- **Your instructions**
Would you please write out each entry precisely as given?

- **Exercise input**
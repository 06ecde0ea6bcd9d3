//
// Copyright (c) 2023 ZettaScale Technology
//
// This program and the accompanying materials are made available under the
// terms of the Eclipse Public License 2.0 which is available at
// http://www.eclipse.org/legal/epl-2.0, or the Apache License, Version 2.0
// which is available at https://www.apache.org/licenses/LICENSE-2.0.
//
// SPDX-License-Identifier: EPL-2.0 OR Apache-2.0
//
// Contributors:
//   ZettaScale Zenoh Team, <zenoh@zettascale.tech>
//
use std::convert::TryFrom;

use keyspace::{
    config::{Config, SelectorConfig},
    key_expr::KeyExpr,
    parameters::Parameters,
    selector::{EmptySelector, Selector},
    ErrNo,
};
use keyspace_keyexpr::fuzzer::KeyExprFuzzer;
use rand::SeedableRng;

#[test]
fn split_on_first_question_mark() {
    let selector = Selector::try_from("a/b/c?arg1=val1").unwrap();
    assert_eq!(selector.key_expr().as_str(), "a/b/c");
    assert_eq!(selector.parameters().as_str(), "arg1=val1");

    let selector = Selector::try_from("a/b/c").unwrap();
    assert!(selector.parameters().is_empty());
    assert_eq!(selector.to_string(), "a/b/c");

    let selector = Selector::try_from("a/*?q=what?;x").unwrap();
    assert_eq!(selector.parameters().get("q"), Some("what?"));
    assert_eq!(format!("{selector:?}"), "sel\"a/*?q=what?;x\"");
}

#[test]
fn empty_selector() {
    let e = Selector::try_from("").unwrap_err();
    assert_eq!(e.errno().get(), EmptySelector::ERRNO);
    assert!(e
        .downcast_ref::<keyspace_result::ZError>()
        .and_then(|z| z.downcast_ref::<EmptySelector>())
        .is_some());
}

#[test]
fn key_expr_part_is_canonized() {
    let selector = Selector::try_from("a/**/**/b?x=1").unwrap();
    assert_eq!(selector.to_string(), "a/**/b?x=1");

    let mut strict = SelectorConfig::default();
    strict.set_autocanonize(false);
    assert!(Selector::try_from_with("a/**/**/b?x=1", &strict).is_err());
    assert!(Selector::try_from_with("a/**/b?x=1", &strict).is_ok());

    assert!(Selector::try_from("a/#?x=1").is_err());
    assert!(Selector::try_from("a/b?x=1;x=2").is_err());
}

#[test]
fn selector_config_from_json5() {
    let config =
        Config::from_json5("{ parameters: { duplicates: 'last_wins' }, selector: { autocanonize: false } }")
            .unwrap();
    let selector = Selector::try_from_with("a/b?x=1;x=2", &config.selector()).unwrap();
    assert_eq!(selector.parameters().get("x"), Some("2"));
    assert!(Selector::try_from_with("a/**/**", &config.selector()).is_err());
}

#[test]
fn display_round_trips() {
    let rng = rand::rngs::StdRng::seed_from_u64(42);
    let params = ["", "a=1", "a=1;b", "x=y=z;list=1|2"];
    for (i, ke) in KeyExprFuzzer(rng).take(200).enumerate() {
        let parameters = Parameters::try_from(params[i % params.len()]).unwrap();
        let selector = Selector::from((KeyExpr::from(ke), parameters));
        let s = selector.to_string();
        let parsed: Selector<'static> = s.parse().unwrap();
        assert_eq!(parsed, selector);
        assert_eq!(parsed.to_string(), s);
    }
}
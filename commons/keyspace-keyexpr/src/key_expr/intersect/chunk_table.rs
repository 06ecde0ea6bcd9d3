//
// Copyright (c) 2023 ZettaScale Technology
//
// This program and the accompanying materials are made available under the
// terms of the Eclipse Public License 2.0 which is available at
// http://www.eclipse.org/legal/epl-2.0, or the Apache License, Version 2.0
// which is available at https://www.apache.org/licenses/LICENSE-2.0.
//
// SPDX-License-Identifier: EPL-2.0 OR Apache-2.0
//
// Contributors:
//   ZettaScale Zenoh Team, <zenoh@zettascale.tech>
//
use super::ChunkIntersector;
use crate::key_expr::{
    utils::{chunks, tokens, Table, Token},
    DOUBLE_WILD, SINGLE_WILD,
};

/// An intersector that fills a table over every pair of chunk suffixes.
///
/// Its cost is bounded by the product of both expressions' chunk counts (and, within chunks that use `$*`,
/// by the product of both chunks' lengths), whatever the arrangement of `**` in either expression.
pub struct ChunkTableIntersector;

/// Checks whether two sub-chunk patterns can both match a common chunk.
fn star_dsl_intersect(left: &[u8], right: &[u8]) -> bool {
    let x = tokens(left);
    let y = tokens(right);
    let mut table = Table::new(x.len(), y.len());
    for p in (0..=x.len()).rev() {
        for q in (0..=y.len()).rev() {
            let value = match (x.get(p), y.get(q)) {
                (None, None) => true,
                (Some(Token::Star), _) => {
                    table.get(p + 1, q) || (q < y.len() && table.get(p, q + 1))
                }
                (_, Some(Token::Star)) => {
                    table.get(p, q + 1) || (p < x.len() && table.get(p + 1, q))
                }
                (Some(Token::Byte(l)), Some(Token::Byte(r))) => {
                    l == r && table.get(p + 1, q + 1)
                }
                _ => false,
            };
            table.set(p, q, value);
        }
    }
    table.get(0, 0)
}

#[inline(always)]
fn chunk_intersect<const STAR_DSL: bool>(left: &[u8], right: &[u8]) -> bool {
    left == right
        || left == [SINGLE_WILD]
        || right == [SINGLE_WILD]
        || (STAR_DSL && star_dsl_intersect(left, right))
}

fn intersect<const STAR_DSL: bool>(left: &[u8], right: &[u8]) -> bool {
    let a = chunks(left);
    let b = chunks(right);
    let (n, m) = (a.len(), b.len());
    let mut table = Table::new(n, m);
    for i in (0..=n).rev() {
        for j in (0..=m).rev() {
            let value = match (a.get(i), b.get(j)) {
                (None, None) => true,
                (Some(&DOUBLE_WILD), _) => table.get(i + 1, j) || (j < m && table.get(i, j + 1)),
                (_, Some(&DOUBLE_WILD)) => table.get(i, j + 1) || (i < n && table.get(i + 1, j)),
                (Some(l), Some(r)) => {
                    table.get(i + 1, j + 1) && chunk_intersect::<STAR_DSL>(l, r)
                }
                _ => false,
            };
            table.set(i, j, value);
        }
    }
    table.get(0, 0)
}

impl ChunkIntersector for ChunkTableIntersector {
    fn intersect_chunks(&self, left: &[u8], right: &[u8], sub_wilds: bool) -> bool {
        if sub_wilds {
            intersect::<true>(left, right)
        } else {
            intersect::<false>(left, right)
        }
    }
}

#[test]
fn sub_chunk_patterns() {
    assert!(star_dsl_intersect(b"a$*", b"$*b"));
    assert!(star_dsl_intersect(b"a$*c", b"abc"));
    assert!(star_dsl_intersect(b"a$*c$*e", b"$*d$*"));
    assert!(!star_dsl_intersect(b"a$*", b"b$*"));
    assert!(!star_dsl_intersect(b"$*a", b"$*b"));
    assert!(!star_dsl_intersect(b"ab$*cd", b"abc"));
}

- **Reply**
repository 06ecde0ea6bcd9d3
//
// Copyright (c) 2023 ZettaScale Technology
//
// This program and the accompanying materials are made available under the
// terms of the Eclipse Public License 2.0 which is available at
// http://www.eclipse.org/legal/epl-2.0, or the Apache License, Version 2.0
// which is available at https://www.apache.org/licenses/LICENSE-2.0.
//
// SPDX-License-Identifier: EPL-2.0 OR Apache-2.0
//
// Contributors:
//   ZettaScale Zenoh Team, <zenoh@zettascale.tech>
//
use std::convert::TryFrom;

use keyspace::{
    config::{Config, SelectorConfig},
    key_expr::KeyExpr,
    parameters::Parameters,
    selector::{EmptySelector, Selector},
    ErrNo,
};
use keyspace_keyexpr::fuzzer::KeyExprFuzzer;
use rand::SeedableRng;

#[test]
fn split_on_first_question_mark() {
    let selector = Selector::try_from("a/b/c?arg1=val1").unwrap();
    assert_eq!(selector.key_expr().as_str(), "a/b/c");
    assert_eq!(selector.parameters().as_str(), "arg1=val1");

    let selector = Selector::try_from("a/b/c").unwrap();
    assert!(selector.parameters().is_empty());
    assert_eq!(selector.to_string(), "a/b/c");

    let selector = Selector::try_from("a/*?q=what?;x").unwrap();
    assert_eq!(selector.parameters().get("q"), Some("what?"));
    assert_eq!(format!("{selector:?}"), "sel\"a/*?q=what?;x\"");
}

#[test]
fn empty_selector() {
    let e = Selector::try_from("").unwrap_err();
    assert_eq!(e.errno().get(), EmptySelector::ERRNO);
    assert!(e
        .downcast_ref::<keyspace_result::ZError>()
        .and_then(|z| z.downcast_ref::<EmptySelector>())
        .is_some());
}

#[test]
fn key_expr_part_is_canonized() {
    let selector = Selector::try_from("a/**/**/b?x=1").unwrap();
    assert_eq!(selector.to_string(), "a/**/b?x=1");

    let mut strict = SelectorConfig::default();
    strict.set_autocanonize(false);
    assert!(Selector::try_from_with("a/**/**/b?x=1", &strict).is_err());
    assert!(Selector::try_from_with("a/**/b?x=1", &strict).is_ok());

    assert!(Selector::try_from("a/#?x=1").is_err());
    assert!(Selector::try_from("a/b?x=1;x=2").is_err());
}

#[test]
fn selector_config_from_json5() {
    let config =
        Config::from_json5("{ parameters: { duplicates: 'last_wins' }, selector: { autocanonize: false } }")
            .unwrap();
    let selector = Selector::try_from_with("a/b?x=1;x=2", &config.selector()).unwrap();
    assert_eq!(selector.parameters().get("x"), Some("2"));
    assert!(Selector::try_from_with("a/**/**", &config.selector()).is_err());
}

#[test]
fn display_round_trips() {
    let rng = rand::rngs::StdRng::seed_from_u64(42);
    let params = ["", "a=1", "a=1;b", "x=y=z;list=1|2"];
    for (i, ke) in KeyExprFuzzer(rng).take(200).enumerate() {
        let parameters = Parameters::try_from(params[i % params.len()]).unwrap();
        let selector = Selector::from((KeyExpr::from(ke), parameters));
        let s = selector.to_string();
        let parsed: Selector<'static> = s.parse().unwrap();
        assert_eq!(parsed, selector);
        assert_eq!(parsed.to_string(), s);
    }
}
filename commons/keyspace-keyexpr/src/key_expr/intersect/chunk_table.rs
repository 06ecde0ea6bcd9d3
//
// Copyright (c) 2023 ZettaScale Technology
//
// This program and the accompanying materials are made available under the
// terms of the Eclipse Public License 2.0 which is available at
// http://www.eclipse.org/legal/epl-2.0, or the Apache License, Version 2.0
// which is available at https://www.apache.org/licenses/LICENSE-2.0.
//
// SPDX-License-Identifier: EPL-2.0 OR Apache-2.0
//
// Contributors:
//   ZettaScale Zenoh Team, <zenoh@zettascale.tech>
//
use super::ChunkIntersector;
use crate::key_expr::{
    utils::{chunks, tokens, Table, Token},
    DOUBLE_WILD, SINGLE_WILD,
};

/// An intersector that fills a table over every pair of chunk suffixes.
///
/// Its cost is bounded by the product of both expressions' chunk counts (and, within chunks that use `$*`,
/// by the product of both chunks' lengths), whatever the arrangement of `**` in either expression.
pub struct ChunkTableIntersector;

/// Checks whether two sub-chunk patterns can both match a common chunk.
fn star_dsl_intersect(left: &[u8], right: &[u8]) -> bool {
    let x = tokens(left);
    let y = tokens(right);
    let mut table = Table::new(x.len(), y.len());
    for p in (0..=x.len()).rev() {
        for q in (0..=y.len()).rev() {
            let value = match (x.get(p), y.get(q)) {
                (None, None) => true,
                (Some(Token::Star), _) => {
                    table.get(p + 1, q) || (q < y.len() && table.get(p, q + 1))
                }
                (_, Some(Token::Star)) => {
                    table.get(p, q + 1) || (p < x.len() && table.get(p + 1, q))
                }
                (Some(Token::Byte(l)), Some(Token::Byte(r))) => {
                    l == r && table.get(p + 1, q + 1)
                }
                _ => false,
            };
            table.set(p, q, value);
        }
    }
    table.get(0, 0)
}

#[inline(always)]
fn chunk_intersect<const STAR_DSL: bool>(left: &[u8], right: &[u8]) -> bool {
    left == right
        || left == [SINGLE_WILD]
        || right == [SINGLE_WILD]
        || (STAR_DSL && star_dsl_intersect(left, right))
}

fn intersect<const STAR_DSL: bool>(left: &[u8], right: &[u8]) -> bool {
    let a = chunks(left);
    let b = chunks(right);
    let (n, m) = (a.len(), b.len());
    let mut table = Table::new(n, m);
    for i in (0..=n).rev() {
        for j in (0..=m).rev() {
            let value = match (a.get(i), b.get(j)) {
                (None, None) => true,
                (Some(&DOUBLE_WILD), _) => table.get(i + 1, j) || (j < m && table.get(i, j + 1)),
                (_, Some(&DOUBLE_WILD)) => table.get(i, j + 1) || (i < n && table.get(i + 1, j)),
                (Some(l), Some(r)) => {
                    table.get(i + 1, j + 1) && chunk_intersect::<STAR_DSL>(l, r)
                }
                _ => false,
            };
            table.set(i, j, value);
        }
    }
    table.get(0, 0)
}

impl ChunkIntersector for ChunkTableIntersector {
    fn intersect_chunks(&self, left: &[u8], right: &[u8], sub_wilds: bool) -> bool {
        if sub_wilds {
            intersect::<true>(left, right)
        } else {
            intersect::<false>(left, right)
        }
    }
}

#[test]
fn sub_chunk_patterns() {
    assert!(star_dsl_intersect(b"a$*", b"$*b"));
    assert!(star_dsl_intersect(b"a$*c", b"abc"));
    assert!(star_dsl_intersect(b"a$*c$*e", b"$*d$*"));
    assert!(!star_dsl_intersect(b"a$*", b"b$*"));
    assert!(!star_dsl_intersect(b"$*a", b"$*b"));
    assert!(!star_dsl_intersect(b"ab$*cd", b"abc"));
}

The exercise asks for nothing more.